Senza particolari passaggi solenni, Forza Italia tutta si è assestata sulle posizioni di quella Mara Carfagna che da tempo reclamava una presa di distanza dell’estremismo sovranista di Salvini. Lei, parlando ieri con suoi sostenitori, fra cui Renato Brunetta, ha infatti spiegato che Berlusconi ha ricollocato Forza Italia al suo posto, distinguendola dai sovranisti, una mossa premiata anche dai sondaggi.

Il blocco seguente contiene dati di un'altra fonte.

//! The normalization guard: the only place a monthly USD value is produced.

use serde::Serialize;

use pricetruth_core::{Currency, EntityRef, Gap, GapCode, ValueObject};

use crate::fx::FxTable;
use crate::parse::{Cadence, ParsedPrice, PriceOrigin};

/// One arithmetic step applied while normalizing.
#[derive(Debug, Clone, PartialEq, Serialize)]
#[serde(tag = "step", rename_all = "snake_case")]
pub enum NormalizationStep {
    FxConverted { from: Currency, usd_per_unit: f64 },
    SeatsMultiplied { seats: u32 },
    AnnualToMonthly,
}

impl core::fmt::Display for NormalizationStep {
    fn fmt(&self, f: &mut core::fmt::Formatter<'_>) -> core::fmt::Result {
        match self {
            NormalizationStep::FxConverted { from, usd_per_unit } => {
                write!(f, "converted {from} to USD at {usd_per_unit}")
            }
            NormalizationStep::SeatsMultiplied { seats } => {
                write!(f, "multiplied by {seats} seats")
            }
            NormalizationStep::AnnualToMonthly => f.write_str("divided yearly price by 12"),
        }
    }
}

/// A monthly USD value together with how it was derived.
///
/// Has no public constructor: [`normalize`] is the single writer.
#[derive(Debug, Clone, PartialEq, Serialize)]
pub struct NormalizedPrice {
    monthly_usd: f64,
    steps: Vec<NormalizationStep>,
    price_text: String,
    origin: PriceOrigin,
}

impl ValueObject for NormalizedPrice {}

impl NormalizedPrice {
    pub fn monthly_usd(&self) -> f64 {
        self.monthly_usd
    }

    pub fn steps(&self) -> &[NormalizationStep] {
        &self.steps
    }

    pub fn price_text(&self) -> &str {
        &self.price_text
    }

    pub fn origin(&self) -> &PriceOrigin {
        &self.origin
    }

    /// Human-readable derivation, e.g.
    ///
    /// ```text
    /// "€120/year" -> converted EUR to USD at 1.1; divided yearly price by 12 = 11.00 USD/month
    /// ```
    pub fn method(&self) -> String {
        let steps = if self.steps.is_empty() {
            "stated in monthly USD".to_string()
        } else {
            self.steps
                .iter()
                .map(ToString::to_string)
                .collect::<Vec<_>>()
                .join("; ")
        };
        format!(
            "{:?} -> {steps} = {:.2} USD/month",
            self.price_text, self.monthly_usd
        )
    }
}

/// Why a parsed price was not normalized.
#[derive(Debug, Clone, Copy, PartialEq, Eq)]
pub enum NormalizationBlocked {
    AmbiguousCadence,
    PerSeatWithoutSeatCount,
    MissingFxRate { currency: Currency },
    /// The monthly value rounds to zero cents.
    BelowOneCent,
}

impl NormalizationBlocked {
    pub fn code(&self) -> GapCode {
        match self {
            NormalizationBlocked::AmbiguousCadence => GapCode::AmbiguousCadence,
            NormalizationBlocked::PerSeatWithoutSeatCount => GapCode::PerSeatWithoutSeatCount,
            NormalizationBlocked::MissingFxRate { .. } => GapCode::MissingFxRate,
            NormalizationBlocked::BelowOneCent => GapCode::ZeroAmount,
        }
    }

    /// Gap for this block; the original price text is kept in the message.
    pub fn to_gap(&self, price_text: &str, entity: EntityRef) -> Gap {
        let reason = match self {
            NormalizationBlocked::AmbiguousCadence => {
                "billing cadence is not stated".to_string()
            }
            NormalizationBlocked::PerSeatWithoutSeatCount => {
                "per-seat pricing without seat count".to_string()
            }
            NormalizationBlocked::MissingFxRate { currency } => {
                format!("no FX rate supplied for {currency}")
            }
            NormalizationBlocked::BelowOneCent => {
                "monthly value rounds to zero".to_string()
            }
        };
        Gap::new(
            self.code(),
            format!("{price_text:?} not normalized: {reason}"),
            entity,
        )
    }
}

#[derive(Debug, Clone, PartialEq)]
pub enum NormalizationOutcome {
    Normalized(NormalizedPrice),
    Blocked(NormalizationBlocked),
}

impl NormalizationOutcome {
    pub fn normalized(&self) -> Option<&NormalizedPrice> {
        match self {
            NormalizationOutcome::Normalized(price) => Some(price),
            NormalizationOutcome::Blocked(_) => None,
        }
    }
}

/// Convert a parsed price to monthly USD, or say why not.
///
/// Checks run in a fixed order: cadence, FX, seats. The result is rounded
/// to cents.
pub fn normalize(price: &ParsedPrice, fx: &FxTable) -> NormalizationOutcome {
    use NormalizationOutcome::Blocked;

    let yearly = match price.cadence() {
        Cadence::Unknown => return Blocked(NormalizationBlocked::AmbiguousCadence),
        Cadence::Month => false,
        Cadence::Year => true,
    };

    let mut steps = Vec::new();
    let mut value = price.amount();

    let currency = price.currency_code();
    if currency != Currency::Usd {
        let Some(rate) = fx.rate(currency) else {
            return Blocked(NormalizationBlocked::MissingFxRate { currency });
        };
        value *= rate;
        steps.push(NormalizationStep::FxConverted {
            from: currency,
            usd_per_unit: rate,
        });
    }

    if price.per_seat() {
        let Some(seats) = price.seat_count() else {
            return Blocked(NormalizationBlocked::PerSeatWithoutSeatCount);
        };
        value *= f64::from(seats);
        steps.push(NormalizationStep::SeatsMultiplied { seats });
    }

    if yearly {
        value /= 12.0;
        steps.push(NormalizationStep::AnnualToMonthly);
    }

    let monthly_usd = round_to_cents(value);
    if !monthly_usd.is_finite() || monthly_usd <= 0.0 {
        return Blocked(NormalizationBlocked::BelowOneCent);
    }

    tracing::trace!(price_text = price.price_text(), monthly_usd, "normalized price");
    NormalizationOutcome::Normalized(NormalizedPrice {
        monthly_usd,
        steps,
        price_text: price.price_text().to_string(),
        origin: price.origin().clone(),
    })
}

fn round_to_cents(value: f64) -> f64 {
    (value * 100.0).round() / 100.0
}

#[cfg(test)]
mod tests {
    use super::*;
    use crate::parse::parse_text;

    fn run(text: &str, fx: &FxTable) -> NormalizationOutcome {
        normalize(&parse_text(text).unwrap(), fx)
    }

    fn monthly(text: &str, fx: &FxTable) -> f64 {
        match run(text, fx) {
            NormalizationOutcome::Normalized(price) => price.monthly_usd(),
            other => panic!("expected a value for {text:?}, got {other:?}"),
        }
    }

    #[test]
    fn monthly_usd_is_taken_as_is() {
        assert_eq!(monthly("Pricing starts at $25 per month", &FxTable::new()), 25.0);
    }

    #[test]
    fn yearly_is_divided_by_twelve() {
        assert_eq!(monthly("$300 per year", &FxTable::new()), 25.0);
        assert_eq!(monthly("$100/year", &FxTable::new()), 8.33);
    }

    #[test]
    fn per_seat_needs_a_count() {
        assert_eq!(
            run("$10/seat/month", &FxTable::new()),
            NormalizationOutcome::Blocked(NormalizationBlocked::PerSeatWithoutSeatCount)
        );
        assert_eq!(monthly("$10 per user/month for 5 users", &FxTable::new()), 50.0);
    }

    #[test]
    fn unknown_cadence_is_blocked() {
        assert_eq!(
            run("$25", &FxTable::new()),
            NormalizationOutcome::Blocked(NormalizationBlocked::AmbiguousCadence)
        );
    }

    #[test]
    fn foreign_currency_needs_an_explicit_rate() {
        assert_eq!(
            run("€120/year", &FxTable::new()),
            NormalizationOutcome::Blocked(NormalizationBlocked::MissingFxRate {
                currency: Currency::Eur
            })
        );

        let fx = FxTable::new().with_rate(Currency::Eur, 1.1);
        let NormalizationOutcome::Normalized(price) = run("€120/year", &fx) else {
            panic!("expected normalized price");
        };
        assert_eq!(price.monthly_usd(), 11.0);
        assert_eq!(
            price.steps(),
            &[
                NormalizationStep::FxConverted {
                    from: Currency::Eur,
                    usd_per_unit: 1.1
                },
                NormalizationStep::AnnualToMonthly,
            ]
        );
        assert!(price.method().contains("converted EUR to USD at 1.1"));
    }

    #[test]
    fn cadence_is_checked_before_fx() {
        assert_eq!(
            run("€25", &FxTable::new()),
            NormalizationOutcome::Blocked(NormalizationBlocked::AmbiguousCadence)
        );
    }

    #[test]
    fn fx_is_checked_before_seats() {
        assert_eq!(
            run("€10/seat/month", &FxTable::new()),
            NormalizationOutcome::Blocked(NormalizationBlocked::MissingFxRate {
                currency: Currency::Eur
            })
        );
    }

    #[test]
    fn sub_cent_values_are_blocked() {
        assert_eq!(
            run("$0.05 per year", &FxTable::new()),
            NormalizationOutcome::Blocked(NormalizationBlocked::BelowOneCent)
        );
    }

    #[test]
    fn blocked_gap_preserves_original_text() {
        let gap = NormalizationBlocked::PerSeatWithoutSeatCount
            .to_gap("$10/seat/month", EntityRef::Product);
        assert_eq!(gap.reason_code, GapCode::PerSeatWithoutSeatCount);
        assert!(gap.message.contains("$10/seat/month"));
    }

    #[test]
    fn method_describes_plain_monthly_prices() {
        let outcome = run("$25/month", &FxTable::new());
        let price = outcome.normalized().unwrap();
        assert_eq!(price.method(), "\"$25/month\" -> stated in monthly USD = 25.00 USD/month");
    }

    #[cfg(test)]
    mod proptest_tests {
        use super::*;
        use proptest::prelude::*;

        proptest! {
            #![proptest_config(ProptestConfig {
                cases: 300,
                ..ProptestConfig::default()
            })]

            /// Property: every produced value is finite, positive and in cents.
            #[test]
            fn normalized_values_are_positive_cents(
                amount in 1u32..100_000,
                yearly in any::<bool>(),
                seats in 1u32..500,
            ) {
                let cadence = if yearly { "year" } else { "month" };
                let text = format!("${amount} per seat/{cadence} for {seats} seats");
                if let NormalizationOutcome::Normalized(price) = run(&text, &FxTable::new()) {
                    let value = price.monthly_usd();
                    prop_assert!(value.is_finite() && value > 0.0);
                    let cents = value * 100.0;
                    prop_assert!((cents.round() - cents).abs() < 1e-6 * value.max(1.0));
                }
            }
        }
    }
}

Consumata ormai una rottura probabilmente irreversibile con l’uomo del Papeete, il partito di Berlusconi per il momento si colloca nello spicchio centrale, ancorché minoritario, della politica, un posizionamento interessante non solo perché segnala la rottura del centrodestra, forse creando qualche suggestione persino in Fratelli d’Italia (anch’essi stanchi della deriva sudamericana della Lega), ma perché potenzialmente ridisegna il campo governativo.
Si parla infatti della possibilità di un ingresso dei forzisti nella maggioranza, quella attuale o eventualmente una nuova senza Italia viva. Ma al di là degli scenari politicisti, è incontrovertibile che i berlusconiani siano rientrati nell’orbita di governo. La loro disponibilità ci sarebbe, specie con un altro premier.
Mai innamorato di Giuseppe Conte, di cui non dimentica l’appartenenza o comunque la filiazione dal grillismo (per lui quanto di peggio ci possa essere), Berlusconi darebbe volentieri il suo contributo a un governo diverso, de-grillinizzato almeno nei suoi aspetti più estremisti, proprio per questo in grado di emarginare “le estreme”, cioè le istanze di Salvini e Di Battista.
Conte, aspramente criticato ieri alla Camera da Roberto Occhiuto («Non sapete fare le cose») nei giorni scorsi è stato trattato da Mara Carfagna con gli stessi argomenti di Renzi quando parla dei “pieni poteri”: «La Costituzione è la nostra bussola. La condivisione delle scelte e l’impegno corale di tutte le istituzioni rappresentano il metodo da utilizzare sempre, soprattutto nelle emergenze. Grazie alla Presidente Cartabia per aver ricordato a tutti noi la strada da seguire», ha twittato nel giorno della presa di posizione della presidente della Consulta.
Un modo elegante per dare addosso ai pieni poteri che il presidente del Consiglio si è preso con l’uso quantomeno eccessivo dei famosi Decreti del presidente del Consiglio dei ministri. Ma l’attacco a Conte non si limita a questo: «Conte – dice Andrea Cangini – doveva programmare (parola a lui sconosciuta) e di conseguenza comunicare una politica industriale che tutelasse sin dall’inizio della crisi sanitaria, consentendone l’apertura, il lavoro delle aziende italiane più esposte alla concorrenza internazionale. Ma non è accaduto. E allora tutto diventa pesante».
Si tratta, beninteso, di un’opposizione distante anni luce da quella di Salvini, considerato ormai perso alla causa. La rottura della tela unitaria e nazionale indicata da Mattarella che il capo leghista ha causato è stata per Berlusconi l’ultima goccia che fatto traboccare un vaso che per Gianni Letta era colmo da mesi, fin dalle elezioni emiliane di gennaio quando disse a Zingaretti di augurarsi la vittoria di Stefano Bonaccini: erano “i giorni del citofono”, per intendersi. Fino al dissenso sul Mes e alle trovate propagandistiche salviniane.
Nello tsunami che si è abbattuto sul nostro Paese, forse foriero di imprevedibili sconquassi politici, il nuovo orientamento più “carfagnano” di Forza Italia è forse l’ultima occasione per il Cavaliere di dare un senso e una prospettiva alla creatura creata da lui nel lontano 1994. E tornare in gioco nella legislatura più difficile.